The previous chapter highlighted how local women’s NGOs and activists have responded to the implementation of Islamic law in Aceh. As discussed, women activists and women’s NGOs in Aceh developed and mobilized to become women’s movements with the objective of broadening women’s opportunities to take up public roles and promote women’s status and gender equality within an Islamic framework.

They start having conversations on equality, and on women’s economic, civic and political rights. They weigh up what they should take and what they should reject from the secular Western/feminist movements. Some women activists still find it problematic to combine Islamic teachings and Aceh’s cultural values with international norms, in particular, women’s rights. They are engaged in a conversation about what they think will fit with their own tradition and culture, which are strongly entrenched in Islam.

This chapter is a case study of one local women’s NGO in Aceh. It aims to demonstrate how this NGO and its activists respond to the implementation of Islamic law. It will show that MISPI (Mitra Sejati Perempuan Indonesia or the True Partner of Indonesian Women) responds by introducing Acehnese women to the notion of equality, rights in Islam through a wide range of programmes and activities. MISPI understands that there is resistance from some segments of Acehnese societies to new ideas such as gender equality and women’s rights. In particular, MISPI is aware of the resistance from religious authorities who are unwilling to approve women’s advances in public life. Understanding this situation, it chose to develop networks with male-dominated religious authorities or Ulama represented by the MPU, patriarchal gender-insensitive government officials including members of the local legislature, and the broader religious community at the grassroots. Even though MISPI works closely with government institutions, it has not abandoned its principles, and continues to criticize policies that it sees as gender-biased and discriminatory towards women.

Instead, MISPI’s strategy of developing networks with government institutions and religious authorities should be seen as part of women’s agency taking active roles in the public sphere.
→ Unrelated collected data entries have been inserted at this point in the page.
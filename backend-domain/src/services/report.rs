use std::collections::{BTreeMap, HashMap, HashSet};

use crate::entities::{
    win_rate, Beyblade, LeagueReport, MatchEvent, MatchParticipant, MatchRecord, MatchStats,
    NamedStats, OverallStats, Player, ReportFilter,
};
use crate::value_objects::MatchId;

/// Everything a report is computed from.
#[derive(Debug, Clone, Copy)]
pub struct ReportInput<'a> {
    pub matches: &'a [MatchRecord],
    pub participants: &'a [MatchParticipant],
    pub events: &'a [MatchEvent],
    pub players: &'a [Player],
    pub beyblades: &'a [Beyblade],
}

pub fn build_league_report(input: ReportInput<'_>, filter: &ReportFilter) -> LeagueReport {
    let type_of = input
        .beyblades
        .iter()
        .map(|bey| (bey.id.as_str(), bey.type_label()))
        .collect::<HashMap<_, _>>();
    let bey_type = |participant: &MatchParticipant| {
        type_of
            .get(participant.beyblade_id.as_str())
            .copied()
            .unwrap_or("Unknown")
    };

    let wanted_type = filter
        .bey_type
        .as_deref()
        .map(str::trim)
        .filter(|value| !value.is_empty() && !value.eq_ignore_ascii_case("all"));
    let selected = input
        .participants
        .iter()
        .filter(|p| matches_id(filter.player_id.as_deref(), p.player_id.as_str()))
        .filter(|p| matches_id(filter.beyblade_id.as_deref(), p.beyblade_id.as_str()))
        .filter(|p| wanted_type.map_or(true, |wanted| bey_type(*p) == wanted))
        .collect::<Vec<_>>();

    let match_ids = selected
        .iter()
        .map(|p| &p.match_id)
        .collect::<HashSet<&MatchId>>();

    let mut by_player: BTreeMap<&str, MatchStats> = BTreeMap::new();
    let mut by_bey: BTreeMap<&str, MatchStats> = BTreeMap::new();
    let mut by_type: BTreeMap<String, MatchStats> = BTreeMap::new();
    for participant in &selected {
        by_player
            .entry(participant.player_id.as_str())
            .or_default()
            .record(participant.is_winner);
        by_bey
            .entry(participant.beyblade_id.as_str())
            .or_default()
            .record(participant.is_winner);
        by_type
            .entry(bey_type(*participant).to_string())
            .or_default()
            .record(participant.is_winner);
    }
    for stats in by_type.values_mut() {
        stats.finalize();
        stats.win_rate = round_tenth(stats.win_rate);
    }

    let mut overall = OverallStats {
        total: input
            .matches
            .iter()
            .filter(|record| match_ids.contains(&record.id))
            .count() as u64,
        ..OverallStats::default()
    };
    for event in input.events {
        if match_ids.contains(&event.match_id) {
            overall.events.add(event.event_type, event.count);
        }
    }
    overall.wins = by_player.values().map(|stats| stats.wins).sum();
    overall.losses = by_player.values().map(|stats| stats.losses).sum();
    overall.win_rate = round_tenth(win_rate(overall.wins, overall.wins + overall.losses));

    let player_names = input
        .players
        .iter()
        .map(|player| (player.id.as_str(), player.display_name.as_str()))
        .collect::<HashMap<_, _>>();
    let bey_names = input
        .beyblades
        .iter()
        .map(|bey| (bey.id.as_str(), bey.name.as_str()))
        .collect::<HashMap<_, _>>();

    LeagueReport {
        overall,
        players: ranked(by_player, &player_names),
        beyblades: ranked(by_bey, &bey_names),
        types: by_type,
    }
}

fn matches_id(wanted: Option<&str>, actual: &str) -> bool {
    match wanted.map(str::trim) {
        None | Some("") | Some("all") => true,
        Some(wanted) => wanted == actual,
    }
}

/// Best win rate first; rates are rounded to one decimal.
fn ranked(stats: BTreeMap<&str, MatchStats>, names: &HashMap<&str, &str>) -> Vec<NamedStats> {
    let mut out = stats
        .into_iter()
        .map(|(id, mut stats)| {
            stats.finalize();
            stats.win_rate = round_tenth(stats.win_rate);
            NamedStats {
                id: id.to_string(),
                name: names.get(id).copied().unwrap_or("Unknown").to_string(),
                stats,
            }
        })
        .collect::<Vec<_>>();
    out.sort_by(|a, b| {
        b.stats
            .win_rate
            .total_cmp(&a.stats.win_rate)
            .then_with(|| a.name.cmp(&b.name))
    });
    out
}

fn round_tenth(value: f64) -> f64 {
    (value * 10.0).round() / 10.0
}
This chapter intends to confirm that MISPI’s strategy and agency has mirrored what Waylen (1996) has argued about women’s political participation and agency in promoting social change. The strategy of working with government is, in many ways, empowering, and enables women’s organizations to actively engage in public (Waylen 1996, 19–20). This chapter shows that different systems represent different kinds of patriarchal bargains for women, including different rules of the game and the differing strategies women can use to maximize women’s security and life options (Kandiyoti 1988). This understanding, according to Kandiyoti, helps explain ‘why some women act in certain ways, which may superficially seem to be in conflict with their long term interests’. This chapter will show that even though MISPI works closely with government institutions, it has not abandoned its principles in promoting reform of Islamic law in Aceh and introducing awareness of women’s equality and status in Islam.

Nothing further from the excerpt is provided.